According to sources, Richardson “passed away peacefully in his sleep.”
Richardson was born in Pasadena, California and grew up in California and Mexico. After going to prep school in New England and college at Tufts, eventually earning his master’s degree in international affairs, Richardson moved to Santa Fe.
Richardson had a long history in New Mexico politics, including serving two terms as governor of New Mexico. But he also worked on the national and international stage.
Both U.S. Senators from New Mexico issued statements Saturday praising Richardson’s public service.
U.S. Sen. Ben Ray Luján noted that Richardson held the same congressional seat as he did.
Richardson appointed Heinrich to serve as a Natural Resources Trustee in 2006.
“Governor Bill Richardson believed New Mexico could do big things. His ambition for our state meant he never accepted mediocrity, and always pushed us to fight for the future we deserved,” Heinrich said in a statement.
Richardson would end up serving as a member of Congress until 1997, when Bill Clinton nominated him to be the U.S. Ambassador to the United Nations.
After two years as an ambassador, Richardson became Clinton’s Secretary of Energy from August 1998 until the end of Clinton’s term in 2001.
In August, the two U.S. Senators nominated Richardson for the Nobel Peace Prize for his efforts to have repressive regimes release political prisoners and hostages.
State Supreme Court to Hear Oral Arguments on Anti-Abortion Ordinances
The New Mexico Supreme Court will hear oral arguments over the legality of anti-abortion ordinances in some smaller jurisdictions (such as Edgewood and Clovis), passed last winter, creating a “patchwork” of abortion access in the state.
The oral arguments will be heard at 9:30 a.m. on Dec. 13 and the parties will argue the legality of those anti-abortion ordinances now that the Reproductive and Gender-Affirming Healthcare law applies. The law, which prohibits public bodies from discriminating against reproductive or gender-affirming healthcare, passed the legislature in March.
$8B SunZia Transmission and Wind Project Breaks Ground in East Mts.
Last weekend, officials celebrated the groundbreaking of an $8 billion dollar transmission and wind energy project in Central New Mexico. The SunZia wind and transmission will combine to create the largest clean energy infrastructure project in United States history.
Final approval came in May, with U.S. Interior Secretary Deb Haaland saying the latest application was reviewed in record time as the administration has tried to fast-track more projects.
Haaland said the Bureau of Land Management consistently sought collaboration to develop the best possible route for the line. She doubled down Friday on the administration’s promise to permit at least 25 gigawatts of onshore renewable energy by 2025. She said New Mexico, her home state, stands to play a big role in production given its supply of sunshine and wind.

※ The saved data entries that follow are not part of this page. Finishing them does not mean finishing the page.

// ==========================================
// 米厂报表客户端 - 库存数据获取
// ==========================================

use crate::client::error::{ClientError, ClientResult};
use crate::client::session::ApiSession;
use crate::client::transport::ApiRequest;
use crate::domain::inventory::{InventoryBatch, InventoryList, InventoryRecordInput};
use crate::domain::types::Role;
use serde_json::Value;

#[derive(Clone)]
pub struct InventoryClient {
    session: ApiSession,
}

impl InventoryClient {
    pub fn new(session: ApiSession) -> Self {
        Self { session }
    }

    /// GET /inventory/all（用户端，返回裸数组）
    pub async fn fetch_user_inventory(&self) -> ClientResult<Vec<InventoryBatch>> {
        self.session
            .fetch_as(Role::User, ApiRequest::get("/inventory/all"))
            .await
    }

    /// GET /admin/inventory/all
    pub async fn fetch_admin_inventory(&self) -> ClientResult<InventoryList> {
        self.session
            .fetch_as(Role::Admin, ApiRequest::get("/admin/inventory/all"))
            .await
    }

    /// POST /admin/inventory/add
    pub async fn add_record(&self, input: &InventoryRecordInput) -> ClientResult<Value> {
        let request = ApiRequest::post("/admin/inventory/add").body(to_body(input)?);
        self.session.send_as(Role::Admin, request).await
    }

    /// PUT /admin/inventory/update/{id}
    pub async fn update_record(&self, id: &str, input: &InventoryRecordInput) -> ClientResult<Value> {
        let request =
            ApiRequest::put(format!("/admin/inventory/update/{}", id)).body(to_body(input)?);
        self.session.send_as(Role::Admin, request).await
    }

    /// DELETE /admin/inventory/delete/{id}
    pub async fn delete_record(&self, id: &str) -> ClientResult<Value> {
        let request = ApiRequest::delete(format!("/admin/inventory/delete/{}", id));
        self.session.send_as(Role::Admin, request).await
    }
}

fn to_body(input: &InventoryRecordInput) -> ClientResult<Value> {
    serde_json::to_value(input).map_err(|e| ClientError::InvalidRequest(e.to_string()))
}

SunZia will cross varied terrain, from a riparian area along the Rio Grande to rugged canyons and cactus-dotted valleys.
The project will carry wind energy to areas with high demand for power, such as Arizona and the Western U.S.
Commercial operations are expected to begin in 2026.
DOH Reports First West Nile Death of Year in NM
Health officials reported last week a Valencia County man's recent death is related to the virus. Statewide, 36 people have been diagnosed in 2023 with West Nile virus, which typically spreads to humans through a bite from an infected mosquito.
Officials say it varies in how severe symptoms can be. In some cases, infections can go unnoticed while others generate flu-like symptoms. Those can include West Nile fever, headache, muscle and joint aches, nausea and fatigue. In more extreme cases, death.
West Nile virus is the leading cause of mosquito-borne disease in the continental United States. Over the past five years, between one and six New Mexicans residents have died each year from West Nile virus.